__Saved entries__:
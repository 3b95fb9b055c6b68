//! # 🌫️ binsense-air — Qualidade do Ar
//!
//! Integra a biblioteca proprietária de fusão do sensor de gás (BME68x) ao
//! host, persistindo o estado interno dela entre reinícios do processo.
//!
//! ## Arquitetura
//!
//! ```text
//! ┌──────────────────────────────────────────────────┐
//! │         AirQualityProcessor                      │
//! │  ┌────────────────────────────────────────────┐  │
//! │  │  FusionLibrary (externa, opaca)            │  │
//! │  │   init(modo, offset, state_load)           │  │
//! │  │   run(amostra, saída, state_save)          │  │
//! │  └────────────────────────────────────────────┘  │
//! │  ┌────────────────────────────────────────────┐  │
//! │  │  StateStore (slot único)                   │  │
//! │  │   "<len>\n<bytes>"                         │  │
//! │  └────────────────────────────────────────────┘  │
//! └──────────────────────────────────────────────────┘
//! ```
//!
//! ## Exemplo
//!
//! ```ignore
//! use binsense_air::{AirConfig, AirQualityProcessor, EchoFusion, FileStateStore};
//!
//! let config = AirConfig::default();
//! let store = FileStateStore::new(&config.state_path);
//! let mut processor = AirQualityProcessor::new(EchoFusion::new(), store, config)?;
//! let output = processor.process(&sample)?;
//! ```

pub mod config;
pub mod error;
pub mod format;
pub mod fusion;
pub mod processor;
pub mod state_store;
pub mod types;

pub use config::{AirConfig, CONFIG_FILE};
pub use error::{
    ConfigError, ConfigResult, ProcessError, ProcessResult, StateError, StateResult,
};
pub use fusion::{
    DEFAULT_SAVE_INTERVAL, DEFAULT_STATE_CAPACITY, EchoFusion, FusionLibrary,
};
pub use processor::{AirQualityProcessor, process_bme_data};
pub use state_store::{DEFAULT_STATE_FILE, FileStateStore, MemoryStateStore, StateStore};
pub use types::{
    BmeSample, CorruptState, FusionOutput, InitStatus, LoadOutcome, OUTPUT_LEN,
    PersistedState, SampleRate,
};
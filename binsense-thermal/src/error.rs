//! Erros específicos do módulo térmico

use binsense_core::SensorError;
use embedded_hal::i2c::ErrorKind;
use thiserror::Error;

pub type ThermalResult<T> = Result<T, ThermalError>;

#[derive(Debug, Error, Clone, Copy, PartialEq, Eq)]
pub enum ThermalError {
    #[error("I2C bus error: {0:?}")]
    I2c(ErrorKind),

    #[error("Camera not initialized")]
    NotInitialized,

    #[error("No new frame available")]
    NoData,

    #[error("Invalid I2C address 0x{0:02x}")]
    InvalidAddress(u8),

    #[error("Invalid bus frequency {0} Hz")]
    InvalidFrequency(u32),
}

impl ThermalError {
    /// Converte erro do barramento preservando só o tipo
    pub fn bus<E: embedded_hal::i2c::Error>(err: E) -> Self {
        ThermalError::I2c(err.kind())
    }
}

// Conversão para SensorError do core
impl From<ThermalError> for SensorError {
    fn from(err: ThermalError) -> Self {
        match err {
            ThermalError::NotInitialized => SensorError::NotInitialized,
            ThermalError::NoData => SensorError::NoData,
            ThermalError::I2c(_) => SensorError::Hardware(err.to_string()),
            ThermalError::InvalidAddress(_) | ThermalError::InvalidFrequency(_) => {
                SensorError::InvalidConfig(err.to_string())
            }
        }
    }
}
//! # State Benchmarks
//!
//! Measures the persisted-state codec and the file-backed store.
//!
//! Run: `cargo bench --bench state_bench`

use binsense_air::format::{decode, encode_to_vec};
use binsense_air::{DEFAULT_STATE_CAPACITY, FileStateStore, MemoryStateStore, StateStore};
use criterion::{BenchmarkId, Criterion, black_box, criterion_group, criterion_main};
use tempfile::TempDir;

fn blob(len: usize) -> Vec<u8> {
    (0..len).map(|i| (i * 31 % 251) as u8).collect()
}

/// Benchmark encoding header + blob
fn bench_encode(c: &mut Criterion) {
    let mut group = c.benchmark_group("state_encode");

    for len in [0usize, 8, DEFAULT_STATE_CAPACITY, 4096] {
        let bytes = blob(len);
        group.bench_with_input(BenchmarkId::from_parameter(len), &bytes, |b, bytes| {
            b.iter(|| black_box(encode_to_vec(bytes)))
        });
    }

    group.finish();
}

/// Benchmark decoding with capacity capping
fn bench_decode(c: &mut Criterion) {
    let mut group = c.benchmark_group("state_decode");

    for len in [8usize, DEFAULT_STATE_CAPACITY, 4096] {
        let encoded = encode_to_vec(&blob(len));
        group.bench_with_input(BenchmarkId::from_parameter(len), &encoded, |b, encoded| {
            b.iter(|| black_box(decode(&encoded[..], DEFAULT_STATE_CAPACITY)))
        });
    }

    group.bench_function("corrupt_header", |b| {
        b.iter(|| black_box(decode(&b"12x\nabc"[..], DEFAULT_STATE_CAPACITY)))
    });

    group.finish();
}

/// Benchmark full save/load cycles
fn bench_store(c: &mut Criterion) {
    let mut group = c.benchmark_group("state_store");
    let bytes = blob(DEFAULT_STATE_CAPACITY);

    group.bench_function("memory_save_load", |b| {
        let mut store = MemoryStateStore::new();
        b.iter(|| {
            let _ = store.save(&bytes);
            black_box(store.load(DEFAULT_STATE_CAPACITY))
        })
    });

    let dir = match TempDir::new() {
        Ok(dir) => dir,
        Err(_) => {
            group.finish();
            return;
        }
    };
    let mut store = FileStateStore::new(dir.path().join("savedState.dat"));

    group.bench_function("file_save", |b| {
        b.iter(|| black_box(store.save(&bytes)))
    });

    group.bench_function("file_load", |b| {
        b.iter(|| black_box(store.load(DEFAULT_STATE_CAPACITY)))
    });

    group.bench_function("file_load_adapter", |b| {
        let mut buffer = [0u8; DEFAULT_STATE_CAPACITY];
        b.iter(|| black_box(store.state_load(&mut buffer)))
    });

    group.finish();
}

criterion_group!(benches, bench_encode, bench_decode, bench_store);
criterion_main!(benches);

__What the task requires__:
From the entries above, collect every line with the string "buffer" in it.

__Result below__:
        let mut buffer = [0u8; DEFAULT_STATE_CAPACITY];
        b.iter(|| black_box(store.state_load(&mut buffer)))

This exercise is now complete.